Trojaner an Board - wie finden?

[1Hz]

Ich habe noch nie in meinem Leben einen Virus oder Trojaner oder ähnliches gehabt. Zum einen sichere ich mich ausreichend ab - zum anderen habe ich ein vernünftiges Userverhalten.

Allerdings habe ich aktuell mit diversen Vorgängen zu tun, die etwas heikel sind. Der Trojanerangriff kommt nicht unerwartet. Der Feind ist mächtig.

Symptome:
Aufmerksam wurde ich durch eine Sperrung meines eMail-accounts wegen Verdachts auf Fremdzugriff. Eine Systemuntersuchung ergab bisher lediglich jede Menge versteckter Registryeinträge.

Vorrangiges Ziel:
Beweissicherung. Also zunächst einmal Lokalisierung oder Identifizierung, wie immer man es nennen will.

Die betroffenen Regitryeinträge findet ihr in der angehängten Datei.

 

[[GP] mino]

die prozesse im taskmanager sowie die autostartanwendungen im msconfig hast du schon angeschaut und dennnoch nichts entdeckt?

 

[1Hz]

Noch nicht manuell - mach ich gerade mal, denke aber nicht, dass was zu finden ist. Wenn meine Vermutung stimmt, ist das ein biestiges Teil.

Ergänzung (20. November 2011)

Autostarteinträge sind OK, Prozesse auch, soweit ich das beurteilen kann. Diese svchost.exe-Dinger oder so etwas könnte natürlich alles mögliche beinhalten - kenne mich damit nicht so gut aus.

 

[Demolition-Man]

Die können immer helfen:

http://www.trojaner-board.de/

 

[Krugel]

Erstelle dir eine Gdata Live CD. Beim Rechner Start einlegen und scannen lassen.
http://gdata-bootcd.soft-ware.net/downloads.asp

 

[werkam]

https://www.computerbase.de/downloads/systemtools/sysinternals/

Darin sind einige Tools, damit siehst Du was auf dem Rechner passiert.

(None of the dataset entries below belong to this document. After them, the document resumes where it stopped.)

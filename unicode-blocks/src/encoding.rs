//! Byte level encodings of a single code point.
//!
//! Everything here operates on a `u32` rather than a `char` so that
//! callers can hand over values straight from user input or from a
//! block range; surrogates and values beyond the unicode range are
//! rejected with `Error::InvalidCodePoint`.
use crate::error::{Error, Result};

/// The surrogate range, reserved for UTF-16 pairs and not
/// encodable on its own.
pub const SURROGATES: std::ops::RangeInclusive<u32> = 0xD800..=0xDFFF;

pub fn is_surrogate(code_point: u32) -> bool {
    SURROGATES.contains(&code_point)
}

/// Resolve a code point to a scalar value
pub fn scalar(code_point: u32) -> Result<char> {
    char::from_u32(code_point).ok_or(Error::InvalidCodePoint(code_point))
}

#[derive(Debug, Clone, Copy, PartialEq, Eq)]
pub enum Encoding {
    Utf32Be,
    Utf8,
    Utf16Le,
}

impl Encoding {
    pub fn name(self) -> &'static str {
        match self {
            Self::Utf32Be => "UTF-32BE",
            Self::Utf8 => "UTF-8",
            Self::Utf16Le => "UTF-16LE",
        }
    }

    pub fn encode(self, code_point: u32) -> Result<Vec<u8>> {
        match self {
            Self::Utf32Be => to_utf32be(code_point).map(|b| b.to_vec()),
            Self::Utf8 => to_utf8(code_point),
            Self::Utf16Le => to_utf16le(code_point),
        }
    }
}

impl std::fmt::Display for Encoding {
    fn fmt(&self, f: &mut std::fmt::Formatter) -> std::fmt::Result {
        f.write_str(self.name())
    }
}

pub fn to_utf32be(code_point: u32) -> Result<[u8; 4]> {
    let c = scalar(code_point)?;
    Ok((c as u32).to_be_bytes())
}

pub fn to_utf8(code_point: u32) -> Result<Vec<u8>> {
    let c = scalar(code_point)?;
    let mut buf = [0u8; 4];
    Ok(c.encode_utf8(&mut buf).as_bytes().to_vec())
}

pub fn to_utf16le(code_point: u32) -> Result<Vec<u8>> {
    let c = scalar(code_point)?;
    let mut units = [0u16; 2];
    Ok(c.encode_utf16(&mut units)
        .iter()
        .flat_map(|unit| unit.to_le_bytes())
        .collect())
}

/// Lowercase hex, two digits per byte and no separators
pub fn hex(bytes: &[u8]) -> String {
    hex::encode(bytes)
}

/// Parse a hexadecimal code point such as `1f600`.
/// Surrounding whitespace and a leading `0x` or `U+` are permitted.
pub fn from_hex_string(s: &str) -> Result<u32> {
    let trimmed = s.trim();
    let digits = ["0x", "0X", "U+", "u+"]
        .iter()
        .find_map(|prefix| trimmed.strip_prefix(prefix))
        .unwrap_or(trimmed);

    // from_str_radix tolerates a leading sign, which is not a code point
    if digits.starts_with(|c: char| c == '+' || c == '-') {
        return Err(Error::InvalidHex {
            input: s.to_string(),
            reason: "unexpected sign".to_string(),
        });
    }

    u32::from_str_radix(digits, 16).map_err(|err| Error::InvalidHex {
        input: s.to_string(),
        reason: err.to_string(),
    })
}

pub fn from_character(c: char) -> u32 {
    c as u32
}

Autoruns, Processexplorer usw.

 

[1Hz]

Danke, Danke, Danke

Gdata versuche ich mal, habe aber ähnliche Maßnahmen schon probiert. Das Ding hier ist meiner Meinung nach eine Stufe drüber anzusiedeln, weswegen herkömmliche Tools versagen. Gleiches gilt daher auch für Prozessexplorer und ähnliche Dinge. Probiere ich aber dennoch aus. Der Trojaner-Board link könnte vielleicht eher was bringen - mit viel Glück. Mal schauen.

Ergänzung (20. November 2011)

GDate hat wie vermutet nichts gebracht. Trotzdem Danke.

Geht mal davon aus, dass es sich um ein hoch-professionelles Teil handelt, das gezielt platziert worden ist.

 

[emeraldmine]

https://www.computerbase.de/downloads/sicherheit/antimalware/spybot-search-und-destroy/

Schon das probiert ?

 

[LinuxMcBook]

Geht mal davon aus, dass es sich um ein hoch-professionelles Teil handelt, das gezielt platziert worden ist.

Wie kommst du denn darauf? Bist du Professor für Kernfusionstechnik oder betreibst du ein Kernkraftwerk oder kannst du ein menschliches Gehirn nachbauen?
Wieso sonst sollte irgendjemand ausgerechnet DEINEN langweiligen PC ausspionieren wollen?

 

[Inzersdorfer]

Zitat:"Allerdings habe ich aktuell mit diversen Vorgängen zu tun, die etwas heikel sind"
"Vorrangiges Ziel: Beweissicherung"
Hier sollte wohl ein professionelles Computer Forensik Unternehmen beauftragt werden.